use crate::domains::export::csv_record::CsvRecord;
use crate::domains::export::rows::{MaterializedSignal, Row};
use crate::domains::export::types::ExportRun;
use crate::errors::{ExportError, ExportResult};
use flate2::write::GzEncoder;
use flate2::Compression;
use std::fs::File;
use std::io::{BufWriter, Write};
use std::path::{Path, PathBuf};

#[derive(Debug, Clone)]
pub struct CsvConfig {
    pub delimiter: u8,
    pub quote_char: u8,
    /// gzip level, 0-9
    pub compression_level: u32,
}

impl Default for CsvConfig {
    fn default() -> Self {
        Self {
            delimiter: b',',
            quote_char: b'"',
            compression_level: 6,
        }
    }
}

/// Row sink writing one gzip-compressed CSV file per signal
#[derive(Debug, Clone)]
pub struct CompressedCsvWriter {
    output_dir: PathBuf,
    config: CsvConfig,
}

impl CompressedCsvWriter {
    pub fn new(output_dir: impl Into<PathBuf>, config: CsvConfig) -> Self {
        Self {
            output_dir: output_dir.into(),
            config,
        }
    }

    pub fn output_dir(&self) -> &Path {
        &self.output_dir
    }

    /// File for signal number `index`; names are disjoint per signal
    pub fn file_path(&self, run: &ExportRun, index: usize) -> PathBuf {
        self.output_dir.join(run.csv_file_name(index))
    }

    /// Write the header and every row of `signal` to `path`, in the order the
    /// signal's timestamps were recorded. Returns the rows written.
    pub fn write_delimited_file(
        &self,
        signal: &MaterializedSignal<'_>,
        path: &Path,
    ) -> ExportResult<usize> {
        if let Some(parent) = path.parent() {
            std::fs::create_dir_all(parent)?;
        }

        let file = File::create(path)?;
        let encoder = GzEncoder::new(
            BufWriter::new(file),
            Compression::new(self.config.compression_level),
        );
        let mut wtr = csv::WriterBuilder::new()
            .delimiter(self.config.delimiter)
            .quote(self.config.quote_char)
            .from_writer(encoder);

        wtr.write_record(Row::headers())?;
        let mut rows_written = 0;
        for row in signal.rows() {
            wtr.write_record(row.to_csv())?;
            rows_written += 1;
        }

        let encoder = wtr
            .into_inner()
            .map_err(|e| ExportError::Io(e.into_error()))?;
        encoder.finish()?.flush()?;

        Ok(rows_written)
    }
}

******************************

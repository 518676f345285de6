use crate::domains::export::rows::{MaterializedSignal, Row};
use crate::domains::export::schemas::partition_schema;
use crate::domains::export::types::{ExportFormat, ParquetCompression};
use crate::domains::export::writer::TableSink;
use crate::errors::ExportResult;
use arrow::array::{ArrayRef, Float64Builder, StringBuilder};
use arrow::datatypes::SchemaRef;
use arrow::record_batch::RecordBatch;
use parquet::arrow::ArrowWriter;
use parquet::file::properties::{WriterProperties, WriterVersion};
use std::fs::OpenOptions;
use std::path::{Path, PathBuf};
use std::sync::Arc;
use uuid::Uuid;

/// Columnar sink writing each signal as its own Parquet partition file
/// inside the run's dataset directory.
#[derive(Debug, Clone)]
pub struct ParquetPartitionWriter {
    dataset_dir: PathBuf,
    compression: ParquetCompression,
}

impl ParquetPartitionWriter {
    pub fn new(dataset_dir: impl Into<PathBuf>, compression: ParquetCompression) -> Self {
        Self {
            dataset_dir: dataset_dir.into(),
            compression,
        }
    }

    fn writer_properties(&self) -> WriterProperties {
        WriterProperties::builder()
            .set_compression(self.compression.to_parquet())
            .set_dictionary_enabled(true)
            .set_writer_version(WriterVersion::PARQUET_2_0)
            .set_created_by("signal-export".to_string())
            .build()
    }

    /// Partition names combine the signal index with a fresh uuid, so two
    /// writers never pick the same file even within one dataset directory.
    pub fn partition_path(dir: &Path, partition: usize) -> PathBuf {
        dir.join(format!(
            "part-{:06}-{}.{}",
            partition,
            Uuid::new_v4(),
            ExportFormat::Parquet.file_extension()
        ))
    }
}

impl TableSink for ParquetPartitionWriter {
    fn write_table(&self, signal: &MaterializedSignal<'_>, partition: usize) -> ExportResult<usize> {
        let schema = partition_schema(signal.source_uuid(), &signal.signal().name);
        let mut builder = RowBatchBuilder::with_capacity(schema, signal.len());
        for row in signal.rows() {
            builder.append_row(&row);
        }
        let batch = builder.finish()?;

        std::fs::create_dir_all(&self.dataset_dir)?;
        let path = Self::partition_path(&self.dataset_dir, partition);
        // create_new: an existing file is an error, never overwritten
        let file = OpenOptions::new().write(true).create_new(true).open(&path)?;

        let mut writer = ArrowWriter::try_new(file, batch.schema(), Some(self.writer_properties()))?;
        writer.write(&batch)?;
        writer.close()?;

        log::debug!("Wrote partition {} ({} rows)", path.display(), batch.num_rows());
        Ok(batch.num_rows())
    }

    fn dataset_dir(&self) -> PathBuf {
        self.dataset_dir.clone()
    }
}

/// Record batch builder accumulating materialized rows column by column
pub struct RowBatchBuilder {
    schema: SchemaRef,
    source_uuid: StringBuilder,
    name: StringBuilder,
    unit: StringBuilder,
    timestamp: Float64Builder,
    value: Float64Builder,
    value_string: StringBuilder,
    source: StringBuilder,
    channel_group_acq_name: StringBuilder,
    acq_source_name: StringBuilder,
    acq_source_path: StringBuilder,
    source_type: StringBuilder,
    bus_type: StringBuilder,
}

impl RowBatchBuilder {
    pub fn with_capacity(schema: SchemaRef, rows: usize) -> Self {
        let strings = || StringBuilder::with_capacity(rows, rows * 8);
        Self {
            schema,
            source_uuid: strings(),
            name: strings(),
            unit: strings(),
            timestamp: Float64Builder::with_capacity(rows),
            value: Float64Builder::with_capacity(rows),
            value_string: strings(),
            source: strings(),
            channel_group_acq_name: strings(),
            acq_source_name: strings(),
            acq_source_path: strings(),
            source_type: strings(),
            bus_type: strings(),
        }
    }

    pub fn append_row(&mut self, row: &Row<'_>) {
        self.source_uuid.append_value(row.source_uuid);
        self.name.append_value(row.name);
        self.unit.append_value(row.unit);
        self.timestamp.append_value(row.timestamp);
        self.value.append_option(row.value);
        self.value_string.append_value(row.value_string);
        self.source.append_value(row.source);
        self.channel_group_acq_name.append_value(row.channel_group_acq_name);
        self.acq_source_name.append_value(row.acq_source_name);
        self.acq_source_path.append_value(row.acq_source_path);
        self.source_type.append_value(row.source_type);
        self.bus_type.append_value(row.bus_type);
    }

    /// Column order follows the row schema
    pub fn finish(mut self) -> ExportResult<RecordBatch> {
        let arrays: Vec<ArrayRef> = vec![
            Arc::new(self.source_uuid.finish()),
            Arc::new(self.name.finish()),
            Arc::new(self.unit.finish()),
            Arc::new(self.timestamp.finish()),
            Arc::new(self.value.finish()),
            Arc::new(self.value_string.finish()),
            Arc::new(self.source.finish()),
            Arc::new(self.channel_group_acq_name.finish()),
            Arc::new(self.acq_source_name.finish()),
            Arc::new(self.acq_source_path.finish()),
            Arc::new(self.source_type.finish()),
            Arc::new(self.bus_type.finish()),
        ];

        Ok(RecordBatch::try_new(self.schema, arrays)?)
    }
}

******************************

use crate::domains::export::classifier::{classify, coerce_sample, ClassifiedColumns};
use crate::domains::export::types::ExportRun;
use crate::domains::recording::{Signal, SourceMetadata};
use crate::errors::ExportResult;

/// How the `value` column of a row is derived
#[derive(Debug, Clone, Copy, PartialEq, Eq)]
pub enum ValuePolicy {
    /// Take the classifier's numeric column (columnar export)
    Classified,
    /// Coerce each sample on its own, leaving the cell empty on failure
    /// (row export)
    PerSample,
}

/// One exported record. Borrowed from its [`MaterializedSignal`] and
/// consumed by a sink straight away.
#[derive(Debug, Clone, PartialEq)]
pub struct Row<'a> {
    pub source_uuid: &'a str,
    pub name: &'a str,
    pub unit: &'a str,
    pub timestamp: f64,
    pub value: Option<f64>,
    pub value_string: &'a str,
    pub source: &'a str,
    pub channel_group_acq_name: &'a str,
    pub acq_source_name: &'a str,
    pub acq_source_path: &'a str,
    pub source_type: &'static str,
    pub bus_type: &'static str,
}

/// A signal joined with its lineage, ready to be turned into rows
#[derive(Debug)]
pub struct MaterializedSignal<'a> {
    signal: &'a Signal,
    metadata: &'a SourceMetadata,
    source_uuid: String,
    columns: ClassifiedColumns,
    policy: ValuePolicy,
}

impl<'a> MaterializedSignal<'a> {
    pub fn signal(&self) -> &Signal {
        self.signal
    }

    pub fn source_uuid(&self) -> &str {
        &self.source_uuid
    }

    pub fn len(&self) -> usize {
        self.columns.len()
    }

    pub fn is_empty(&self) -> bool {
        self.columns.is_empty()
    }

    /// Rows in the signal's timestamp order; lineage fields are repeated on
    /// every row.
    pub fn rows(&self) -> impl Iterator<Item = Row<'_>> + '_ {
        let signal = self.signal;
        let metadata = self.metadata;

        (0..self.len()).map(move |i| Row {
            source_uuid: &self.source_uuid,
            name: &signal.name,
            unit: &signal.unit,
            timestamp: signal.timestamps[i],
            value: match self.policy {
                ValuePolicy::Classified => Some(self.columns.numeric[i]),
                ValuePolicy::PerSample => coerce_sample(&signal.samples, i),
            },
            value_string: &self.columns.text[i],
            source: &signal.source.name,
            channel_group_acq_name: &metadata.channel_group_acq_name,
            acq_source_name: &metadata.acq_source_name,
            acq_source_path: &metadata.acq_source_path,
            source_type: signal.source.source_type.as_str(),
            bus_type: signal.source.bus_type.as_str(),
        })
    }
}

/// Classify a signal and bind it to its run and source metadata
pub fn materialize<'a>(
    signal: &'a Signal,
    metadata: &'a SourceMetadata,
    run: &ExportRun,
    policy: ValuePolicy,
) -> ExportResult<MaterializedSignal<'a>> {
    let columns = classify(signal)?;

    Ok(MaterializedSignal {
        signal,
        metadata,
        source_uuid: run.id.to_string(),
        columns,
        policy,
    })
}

******************************

(TASK TO CARRY OUT) Copy each line of the data that includes the word "ArrayRef".

(SOLUTION TO THIS PROBLEM)
use arrow::array::{ArrayRef, Float64Builder, StringBuilder};
        let arrays: Vec<ArrayRef> = vec![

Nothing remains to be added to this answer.